We shouldn’t assume that our idea of what success looks like is shared by our students. As novices, it is likely that our students have a rudimentary, low-resolution grasp of where they are going, whereas teachers can see it in high definition thanks to their knowledge and experience.

This means that outcomes need to be well articulated so that students can visualise the destination and begin to make course adjustments to get there. We need to do this clearly and explicitly, defining our learning intentions —the destination— in high resolution by marking out an audacious X on the map. Having painted a vivid picture of what success looks like, we then need to refer back to it frequently in our teaching.

In the wrong circumstances, culture or climate, we might feel that covering content is more important, leaving no room for anything else, but it is critical to understand that feedback is only effective if students know where they need to go, otherwise our directions lack a crucial point of reference for the requisite triangulation.

Deliver feedback regularly in the run up to summative assessments, not after them

Teachers often feel they need to provide extensive, individualised feedback after every task. In reality, the feedback we provide will need to vary depending on the stage of learning and on the task. For example, teachers are habitually encouraged to give detailed feedback after a summative end of unit test or end of year exam. In most cases, this is pretty pointless, as inevitably the unit of study has concluded and there is little the learner can do to alter the result.

It makes much more sense to give feedback regularly during the learning process, prior to the end of unit of study, in order to modify teaching and learning activities accordingly and thus have a better shot at improving student attainment. Formative assessment is only formative if it happens during the learning, not after it.

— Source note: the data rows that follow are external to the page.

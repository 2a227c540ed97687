//! Evaluation module for Crab Puzzle positions
//!
//! This module provides window pattern scoring for board positions.
//! The hard tier additionally considers:
//! - Center control
//! - Mobility

pub mod heuristic;
pub mod patterns;

pub use heuristic::{evaluate_hard, evaluate_normal, Evaluator, HardEvaluator, NormalEvaluator};
pub use patterns::{HardScore, NormalScore};
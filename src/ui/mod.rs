//! GUI module for Crab Puzzle
//!
//! This module provides a native Rust GUI using egui/eframe.

mod app;
mod board_view;
mod game_state;
mod theme;

pub use app::CrabPuzzleApp;
pub use game_state::{GameMode, GameState, SlideAnimation};

use crate::error::ConfigError;

/// GUI settings.
#[derive(Debug, Clone, PartialEq, Eq, serde::Serialize, serde::Deserialize)]
#[serde(default)]
pub struct UiConfig {
    /// Slide animation time per cell travelled, in milliseconds (0 disables it)
    pub slide_ms_per_cell: u64,
    /// Whether the AI debug card starts open
    pub show_debug: bool,
}

impl Default for UiConfig {
    fn default() -> Self {
        Self {
            slide_ms_per_cell: 60,
            show_debug: false,
        }
    }
}

impl UiConfig {
    pub fn validate(&self) -> Result<(), ConfigError> {
        if self.slide_ms_per_cell > 1000 {
            return Err(ConfigError::Validation(
                "ui.slide_ms_per_cell must be <= 1000".into(),
            ));
        }
        Ok(())
    }
}
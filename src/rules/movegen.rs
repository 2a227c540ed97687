//! Legal move generation
//!
//! A piece may move in a direction when the adjacent cell that way is on the
//! board and empty. How far it then travels is decided by the slide rule in
//! [`Board::slide_destination`].

use crate::board::{Board, Direction, DirectionSet, Move, Player, Pos};

/// A movable piece and the directions it may slide in
#[derive(Debug, Clone, Copy, PartialEq, Eq)]
pub struct SquareMoves {
    pub pos: Pos,
    pub directions: DirectionSet,
}

impl SquareMoves {
    /// Candidate moves for this piece in declared direction order
    pub fn moves(self) -> impl Iterator<Item = Move> {
        self.directions.iter().map(move |dir| Move::new(self.pos, dir))
    }
}

/// Directions in which the piece at `pos` can take at least one step.
/// Does not look at who owns the piece.
pub fn available_moves_for_piece(board: &Board, pos: Pos) -> DirectionSet {
    Direction::ALL
        .into_iter()
        .filter(|&dir| board.can_step(pos, dir))
        .collect()
}

/// Every piece of `player` with at least one legal direction, row-major.
pub fn available_squares(board: &Board, player: Player) -> Vec<SquareMoves> {
    board
        .pieces(player)
        .iter_ones()
        .filter_map(|pos| {
            let directions = available_moves_for_piece(board, pos);
            (!directions.is_empty()).then_some(SquareMoves { pos, directions })
        })
        .collect()
}

/// Flattened candidate moves: pieces row-major, then directions in declared order.
pub fn legal_moves(board: &Board, player: Player) -> Vec<Move> {
    let mut moves = Vec::with_capacity(24);
    for square in available_squares(board, player) {
        moves.extend(square.moves());
    }
    moves
}

/// Number of movable pieces. No allocation.
pub fn mobility(board: &Board, player: Player) -> i32 {
    board
        .pieces(player)
        .iter_ones()
        .filter(|&pos| Direction::ALL.into_iter().any(|dir| board.can_step(pos, dir)))
        .count() as i32
}

/// True if `player` has any legal move
#[inline]
pub fn has_any_move(board: &Board, player: Player) -> bool {
    board
        .pieces(player)
        .iter_ones()
        .any(|pos| Direction::ALL.into_iter().any(|dir| board.can_step(pos, dir)))
}

#[cfg(test)]
mod tests {
    use super::*;
    use crate::board::{Cell, PIECES_PER_PLAYER};

    fn board(rows: &str) -> Board {
        rows.parse().unwrap()
    }

    #[test]
    fn test_corner_piece_directions() {
        let b = Board::initial();
        // (0,0): up/left off board, right empty, down empty
        let dirs = available_moves_for_piece(&b, Pos::new(0, 0));
        let got: Vec<_> = dirs.iter().collect();
        assert_eq!(got, vec![Direction::Down, Direction::Right]);
    }

    #[test]
    fn test_blocked_by_neighbour() {
        let b = Board::initial();
        // (0,2) B: left (0,1) empty, right (0,3) A, down (1,2) empty
        let dirs = available_moves_for_piece(&b, Pos::new(0, 2));
        assert!(dirs.contains(Direction::Left));
        assert!(dirs.contains(Direction::Down));
        assert!(!dirs.contains(Direction::Right));
        assert!(!dirs.contains(Direction::Up));
    }

    #[test]
    fn test_available_squares_row_major() {
        let b = Board::initial();
        let squares = available_squares(&b, Player::A);
        let positions: Vec<_> = squares.iter().map(|s| s.pos).collect();
        assert_eq!(
            positions,
            vec![
                Pos::new(0, 0),
                Pos::new(0, 3),
                Pos::new(2, 5),
                Pos::new(3, 0),
                Pos::new(5, 2),
                Pos::new(5, 5),
            ]
        );
        for square in &squares {
            assert_eq!(b.get(square.pos), Cell::Piece(Player::A));
            assert!(!square.directions.is_empty());
        }
    }

    #[test]
    fn test_fully_blocked_piece_is_skipped() {
        let b = board(
            "AB....
             B.....
             ......
             ......
             ......
             .....A",
        );
        let squares = available_squares(&b, Player::A);
        assert_eq!(squares.len(), 1);
        assert_eq!(squares[0].pos, Pos::new(5, 5));
    }

    #[test]
    fn test_player_with_no_moves() {
        let b = board(
            "AB....
             B.....
             ......
             ......
             ......
             ......",
        );
        assert!(available_squares(&b, Player::A).is_empty());
        assert!(legal_moves(&b, Player::A).is_empty());
        assert!(!has_any_move(&b, Player::A));
        assert_eq!(mobility(&b, Player::A), 0);
        assert!(has_any_move(&b, Player::B));
    }

    #[test]
    fn test_legal_moves_flatten_in_order() {
        let b = Board::initial();
        let moves = legal_moves(&b, Player::A);
        let expected: Vec<Move> = available_squares(&b, Player::A)
            .into_iter()
            .flat_map(|s| s.moves())
            .collect();
        assert_eq!(moves, expected);
        assert_eq!(moves[0], Move::new(Pos::new(0, 0), Direction::Down));
        assert_eq!(moves[1], Move::new(Pos::new(0, 0), Direction::Right));
    }

    #[test]
    fn test_mobility_matches_square_count() {
        let b = Board::initial();
        for player in [Player::A, Player::B] {
            assert_eq!(mobility(&b, player), available_squares(&b, player).len() as i32);
        }
    }

    #[test]
    fn test_generated_moves_never_duplicate_piece() {
        // Play a fixed sequence of first-generated moves, alternating sides,
        // and check the moved piece leaves its old cell every time.
        let mut b = Board::initial();
        let mut player = Player::A;
        for _ in 0..40 {
            let Some(&mv) = legal_moves(&b, player).first() else {
                player = player.opponent();
                continue;
            };
            let dest = b.apply_move(mv, player).unwrap();
            assert_ne!(dest, mv.from);
            assert_eq!(b.get(mv.from), Cell::Empty);
            assert_eq!(b.get(dest), Cell::Piece(player));

            let after: Vec<_> = available_squares(&b, player).iter().map(|s| s.pos).collect();
            assert!(!after.contains(&mv.from));

            assert_eq!(b.piece_count(Player::A), PIECES_PER_PLAYER);
            assert_eq!(b.piece_count(Player::B), PIECES_PER_PLAYER);
            player = player.opponent();
        }
    }
}
// SPDX-License-Identifier: MIT OR Apache-2.0

//! Basic usage example for the properties crate.
//!
//! This example demonstrates:
//! - Loading properties from in-memory text
//! - Typed getters (string, int, float, bool)
//! - Structural queries (key existence, subkeys)
//! - Telling a missing key from a valueless section
//!
//! To run this example:
//! ```bash
//! cargo run --example basic_usage
//! ```

use keyprops::prelude::*;

const CONFIG: &str = "
# service configuration
source = some source
destination = some destination # with comment
bind_port = 9345

[section1]
float = 4.5
bool.true = yes
bool.false = 0
";

fn main() -> Result<()> {
    tracing_subscriber::fmt::init();

    let props: Properties = CONFIG.parse()?;

    println!("source       = {}", props.get_string("source")?);
    println!("destination  = {}", props.get_string("destination")?);
    println!("bind_port    = {}", props.get_int("bind_port")?);
    println!("float        = {}", props.get_float("section1.float")?);
    println!("bool.true    = {}", props.get_bool("section1.bool.true")?);
    println!("bool.false   = {}", props.get_bool("section1.bool.false")?);

    let subkeys: Vec<String> = props.subkeys("section1")?.into_iter().collect();
    println!("section1 has: {}", subkeys.join(", "));

    match props.get_string("section1") {
        Err(PropertiesError::NoValue { key }) => println!("'{}' is a section, not a value", key),
        other => println!("unexpected: {:?}", other),
    }

    match props.get_string("missing") {
        Err(e) if e.is_not_found() => println!("'missing' is not configured"),
        other => println!("unexpected: {:?}", other),
    }

    println!("port as default: {}", props.get_or_default("port", "8080"));

    Ok(())
}
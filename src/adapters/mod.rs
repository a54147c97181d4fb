// SPDX-License-Identifier: MIT OR Apache-2.0

//! Adapters layer containing parser and loader implementations.
//!
//! `ini_parser` implements the [`TreeParser`](crate::ports::TreeParser) port
//! for the INI-like format; `file` reads properties files from disk.

pub mod file;
pub mod ini_parser;

pub use ini_parser::IniParser;
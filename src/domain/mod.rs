// SPDX-License-Identifier: MIT OR Apache-2.0

//! Domain layer containing core types and logic.
//!
//! Keys, values, the key tree and the error type live here. Nothing in this
//! layer knows about text formats or files.

pub mod errors;
pub mod key_tree;
pub mod property_key;
pub mod property_value;

// Re-export commonly used types
pub use errors::{PropertiesError, Result};
pub use key_tree::{KeyTree, Node};
pub use property_key::PropertyKey;
pub use property_value::PropertyValue;
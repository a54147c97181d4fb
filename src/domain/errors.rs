// SPDX-License-Identifier: MIT OR Apache-2.0

//! Error types for the properties crate.
//!
//! All errors use `thiserror`. Lookups, parsing and type conversion share the
//! single [`PropertiesError`] enum so callers can match on the failure kind.

use std::num::{ParseFloatError, ParseIntError};
use thiserror::Error;

/// The main error type for properties operations.
///
/// `NodeNotFound` is a unit variant: callers that only need a presence test
/// compare on the variant (see [`PropertiesError::is_not_found`]) rather than
/// on any payload.
///
/// # Examples
///
/// ```
/// use keyprops::domain::errors::PropertiesError;
///
/// fn lookup() -> Result<String, PropertiesError> {
///     Err(PropertiesError::NodeNotFound)
/// }
///
/// assert!(lookup().unwrap_err().is_not_found());
/// ```
#[derive(Debug, Error)]
#[non_exhaustive]
pub enum PropertiesError {
    /// The requested key does not resolve to any node of the tree.
    #[error("node not found")]
    NodeNotFound,

    /// The key resolves to a structural node that holds no scalar value.
    #[error("node '{key}' has no value")]
    NoValue {
        /// The key that was looked up
        key: String,
    },

    /// A line of input matched neither a section header nor an assignment.
    #[error("parse error at line {line_number}: invalid line: {line}")]
    ParseError {
        /// 1-based line number of the offending line
        line_number: usize,
        /// The raw text of the offending line
        line: String,
    },

    /// A key is not a well-formed dotted path.
    #[error("invalid key '{key}': {reason}")]
    InvalidKey {
        /// The rejected key
        key: String,
        /// Why the key was rejected
        reason: String,
    },

    /// Failed to convert a stored value to the requested type.
    #[error("failed to convert value for key '{key}' to type {target_type}: {source}")]
    TypeConversionError {
        /// The key being converted
        key: String,
        /// The target type name
        target_type: String,
        /// The underlying conversion error
        source: Box<dyn std::error::Error + Send + Sync>,
    },

    /// The stored value is not one of the accepted boolean tokens.
    #[error("invalid boolean value \"{value}\" for key '{key}'")]
    InvalidBoolean {
        /// The key being converted
        key: String,
        /// The rejected value
        value: String,
    },

    /// The underlying input source could not be opened or read.
    #[error("properties source '{source_name}' error: {message}")]
    SourceError {
        /// The name of the source that failed
        source_name: String,
        /// The error message
        message: String,
        /// The underlying error, if any
        #[source]
        source: Option<Box<dyn std::error::Error + Send + Sync>>,
    },

    /// An I/O error occurred while reading the input stream.
    #[error("I/O error: {0}")]
    IoError(#[from] std::io::Error),
}

impl PropertiesError {
    /// Returns `true` if this is the [`PropertiesError::NodeNotFound`] sentinel.
    pub fn is_not_found(&self) -> bool {
        matches!(self, PropertiesError::NodeNotFound)
    }

    /// Creates a TypeConversionError from a ParseIntError.
    pub fn from_parse_int_error(key: String, err: ParseIntError) -> Self {
        PropertiesError::TypeConversionError {
            key,
            target_type: "integer".to_string(),
            source: Box::new(err),
        }
    }

    /// Creates a TypeConversionError from a ParseFloatError.
    pub fn from_parse_float_error(key: String, err: ParseFloatError) -> Self {
        PropertiesError::TypeConversionError {
            key,
            target_type: "float".to_string(),
            source: Box::new(err),
        }
    }
}

/// A specialized Result type for properties operations.
pub type Result<T> = std::result::Result<T, PropertiesError>;
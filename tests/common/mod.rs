// SPDX-License-Identifier: MIT OR Apache-2.0

//! Shared fixtures for integration tests.

use std::io::Write;
use tempfile::NamedTempFile;

/// A configuration exercising sections, comments and every typed getter.
#[allow(dead_code)]
pub const VALID_CONFIGURATION: &str = "
# test configuration file

source = some source
destination = some destination # with comment
bind_port = 9345

[section1]
float = 4.5
bool.true = yes
bool.false = 0
";

/// A configuration with one malformed line before a valid one.
#[allow(dead_code)]
pub const INVALID_CONFIGURATION: &str = "
# test configuration
this is an invalid line
this_is = valid one
";

/// Writes `data` to a fresh temporary file that lives as long as the handle.
#[allow(dead_code)]
pub fn temp_config_file(data: &str) -> NamedTempFile {
    let mut file = NamedTempFile::new().expect("create temp file");
    file.write_all(data.as_bytes()).expect("write temp file");
    file.flush().expect("flush temp file");
    file
}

Focus on how feedback is received, rather than how it is given

Research shows that praise does have benefits to interpersonal relationships, which may indirectly affect the feedback that is given, but it doesn’t show any direct impact on achievement. Teachers often believe that lavishing praise is essential to provide the necessary encouragement and motivation for students to continue achieving. However, research suggests that the belief that improving student self-concept through praise will automatically lead to higher achievement is flawed. In fact, the converse is true: achievement has a much larger effect on student self-concept than praise.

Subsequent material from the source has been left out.